In last week’s lab, we explored linear models that contained main effects. In other words, we focused on models that evaluated the distinct impact of two predictor variables on the response. However, it may be the case that the magnitude of effect of a predictor variable (x1) on the response y, is modified by a second predictor variable (x2; or some grouping factor). For example, a large difference in y may be observed between two levels of x2 at lower values of x1 but that difference disappears at higher values of x1. Interaction terms explore whether the effect of one predictor on a response variable (Y ~ X1) changes for different levels of predictor variable (X2). Visually, interactions can be illustrated in many ways but examples frequently draw from non-parallel lines on xy plots (e.g. intersecting lines).

Figure 1: Different Illustrations of an Interaction
Figure 1: Different Illustrations of an Interaction

What exactly are we trying to evaluate when we ask “Is there an interaction?”

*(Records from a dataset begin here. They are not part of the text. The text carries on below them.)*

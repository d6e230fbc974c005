//! Flattening of structured query/form parameters into key/value pairs.

use std::collections::BTreeMap;

use serde::{Deserialize, Serialize};
use serde_json::Value;

/// Extra form fields sent with a token request. `Value::Null` entries are
/// dropped before sending.
pub type FormFields = BTreeMap<String, Value>;

/// How array-valued parameters are written.
#[derive(Debug, Clone, Copy, Default, PartialEq, Eq, Serialize, Deserialize)]
#[serde(rename_all = "snake_case")]
pub enum ArraySerialization {
    /// `ids[0]=a&ids[1]=b`
    Indexed,
    /// `ids[]=a&ids[]=b`
    UnIndexed,
    /// `ids=a&ids=b`
    #[default]
    Plain,
    /// `ids=a,b`
    Csv,
    /// `ids=a\tb`
    Tsv,
    /// `ids=a|b`
    Psv,
}

impl ArraySerialization {
    fn separator(self) -> Option<&'static str> {
        match self {
            ArraySerialization::Csv => Some(","),
            ArraySerialization::Tsv => Some("\t"),
            ArraySerialization::Psv => Some("|"),
            _ => None,
        }
    }
}

/// Flatten named values into wire pairs, preserving order. Nulls vanish;
/// objects become `name[key]`; arrays follow `format`.
pub fn flatten_pairs(params: &[(String, Value)], format: ArraySerialization) -> Vec<(String, String)> {
    let mut out = Vec::with_capacity(params.len());
    for (name, value) in params {
        flatten_into(name, value, format, &mut out);
    }
    out
}

fn flatten_into(name: &str, value: &Value, format: ArraySerialization, out: &mut Vec<(String, String)>) {
    match value {
        Value::Null => {}
        Value::Object(map) => {
            for (key, nested) in map {
                flatten_into(&format!("{name}[{key}]"), nested, format, out);
            }
        }
        Value::Array(items) => flatten_array(name, items, format, out),
        scalar => {
            if let Some(text) = scalar_text(scalar) {
                out.push((name.to_owned(), text));
            }
        }
    }
}

fn flatten_array(name: &str, items: &[Value], format: ArraySerialization, out: &mut Vec<(String, String)>) {
    let all_scalar = items.iter().all(|v| !v.is_array() && !v.is_object());
    if let (Some(sep), true) = (format.separator(), all_scalar) {
        let joined: Vec<String> = items.iter().filter_map(scalar_text).collect();
        if !joined.is_empty() {
            out.push((name.to_owned(), joined.join(sep)));
        }
        return;
    }

    for (index, item) in items.iter().enumerate() {
        let key = match format {
            ArraySerialization::UnIndexed => format!("{name}[]"),
            ArraySerialization::Plain => name.to_owned(),
            // delimited formats fall back to indexed keys for nested values
            _ => format!("{name}[{index}]"),
        };
        flatten_into(&key, item, format, out);
    }
}

fn scalar_text(value: &Value) -> Option<String> {
    match value {
        Value::Null => None,
        Value::String(s) => Some(s.clone()),
        Value::Bool(b) => Some(b.to_string()),
        Value::Number(n) => Some(n.to_string()),
        Value::Array(_) | Value::Object(_) => None,
    }
}
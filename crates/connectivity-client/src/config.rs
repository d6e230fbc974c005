//! Client configuration
//!
//! `ClientConfig` is a plain struct with public fields and a `Default`;
//! `ConnectivityClient::new` validates it and freezes the parts the
//! dispatcher needs into `ClientSettings`.

use std::collections::BTreeMap;
use std::fmt;
use std::sync::Arc;

use common::Secret;

use crate::auth::{AuthManagers, Credentials, OAuthToken};
use crate::error::{Error, Result};
use crate::http::{ArraySerialization, HttpCallback, HttpClientConfig, HttpTransport};
use crate::server::{Environment, Server};

/// Environment variable names read by `ClientConfig::from_env`.
pub const ENV_SESSION_TOKEN: &str = "CONNECTIVITY_SESSION_TOKEN";
pub const ENV_ENVIRONMENT: &str = "CONNECTIVITY_ENVIRONMENT";
pub const ENV_CLIENT_ID: &str = "CONNECTIVITY_CLIENT_ID";
pub const ENV_CLIENT_SECRET: &str = "CONNECTIVITY_CLIENT_SECRET";

/// Everything needed to build a `ConnectivityClient`.
#[derive(Clone, Default)]
pub struct ClientConfig {
    pub environment: Environment,
    /// Sent as `VZ-M2M-Token` on every call when non-empty
    pub session_token: Secret<String>,
    pub credentials: Credentials,
    /// Bootstrap token, typically carried over from a previous client
    pub token: Option<OAuthToken>,
    /// Pre-registered auth managers; `"global"` is (re)installed by the client
    pub auth_managers: AuthManagers,
    pub http: HttpClientConfig,
    pub array_serialization: ArraySerialization,
    /// Per-alias base URLs replacing the environment table entry
    pub server_overrides: BTreeMap<Server, String>,
    pub callback: Option<Arc<dyn HttpCallback>>,
    /// Replaces the default reqwest transport
    pub transport: Option<Arc<dyn HttpTransport>>,
}

impl ClientConfig {
    pub fn new(credentials: Credentials) -> Self {
        Self {
            credentials,
            ..Default::default()
        }
    }

    /// Build from `CONNECTIVITY_*` environment variables.
    ///
    /// Credentials are taken only when both id and secret are set; unset
    /// variables keep their defaults.
    pub fn from_env() -> Result<Self> {
        let mut config = Self::default();
        if let Some(token) = env_var(ENV_SESSION_TOKEN) {
            config.session_token = Secret::new(token);
        }
        if let Some(environment) = env_var(ENV_ENVIRONMENT) {
            config.environment = environment.parse()?;
        }
        if let (Some(id), Some(secret)) = (env_var(ENV_CLIENT_ID), env_var(ENV_CLIENT_SECRET)) {
            config.credentials = Credentials::new(id, secret);
        }
        Ok(config)
    }

    pub fn validate(&self) -> Result<()> {
        for (server, url) in &self.server_overrides {
            if !(url.starts_with("http://") || url.starts_with("https://")) {
                return Err(Error::Config(format!(
                    "base URL override for {server} must start with http:// or https://, got {url:?}"
                )));
            }
            url::Url::parse(url)
                .map_err(|e| Error::Config(format!("invalid base URL override for {server}: {e}")))?;
        }
        self.http.validate()
    }

    /// Base URL for `server`: override if configured, else the environment table.
    pub fn base_uri(&self, server: Server) -> &str {
        match self.server_overrides.get(&server) {
            Some(url) => url.trim_end_matches('/'),
            None => self.environment.base_uri(server),
        }
    }

    pub(crate) fn settings(&self) -> ClientSettings {
        let server_overrides = self
            .server_overrides
            .iter()
            .map(|(server, url)| (*server, url.trim_end_matches('/').to_owned()))
            .collect();
        ClientSettings {
            environment: self.environment,
            server_overrides,
            session_token: self.session_token.clone(),
            user_agent: self.http.user_agent().to_owned(),
            array_serialization: self.array_serialization,
        }
    }
}

impl fmt::Debug for ClientConfig {
    fn fmt(&self, f: &mut fmt::Formatter<'_>) -> fmt::Result {
        f.debug_struct("ClientConfig")
            .field("environment", &self.environment)
            .field("session_token", &self.session_token)
            .field("credentials", &self.credentials)
            .field("token", &self.token)
            .field("auth_managers", &self.auth_managers)
            .field("http", &self.http)
            .field("array_serialization", &self.array_serialization)
            .field("server_overrides", &self.server_overrides)
            .field("callback", &self.callback.is_some())
            .field("transport", &self.transport.is_some())
            .finish()
    }
}

fn env_var(name: &str) -> Option<String> {
    std::env::var(name).ok().filter(|v| !v.is_empty())
}

/// Immutable per-client settings shared by every dispatcher of a client.
#[derive(Debug, Clone)]
pub(crate) struct ClientSettings {
    pub(crate) environment: Environment,
    pub(crate) server_overrides: BTreeMap<Server, String>,
    pub(crate) session_token: Secret<String>,
    pub(crate) user_agent: String,
    pub(crate) array_serialization: ArraySerialization,
}

impl ClientSettings {
    pub(crate) fn base_uri(&self, server: Server) -> &str {
        self.server_overrides
            .get(&server)
            .map(String::as_str)
            .unwrap_or_else(|| self.environment.base_uri(server))
    }
}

Note in this lab, we will focus on effect sizes when interpreting the outputs - not null hypothesis testing (e.g. p-values/significance testing). The first section focuses on interpreting the coef output. In other words, understanding the effect sizes as they relate to linear models with interactions. In the second section, you will manipulate interactions through simulations.

Section 1: Interpretting Outputs

Note: This section covers ONLY multiplicative Interactions. We will explore non-multiplicative interactions using simulated data in Section 2.

Interactions with two categorical predictors (each with two levels)

We will use the Salaries data set for the example. Salaries is built into R and has the salary for professors of different rank (associate professor, assistant professor and professor), from different disciplines (two levels: A and B) and binary gender data (male, female) - among other variables. Below we explore whether sex modifies the relationship between salary and discipline. In other words, maybe males make higher salary in one discipline and females in the other.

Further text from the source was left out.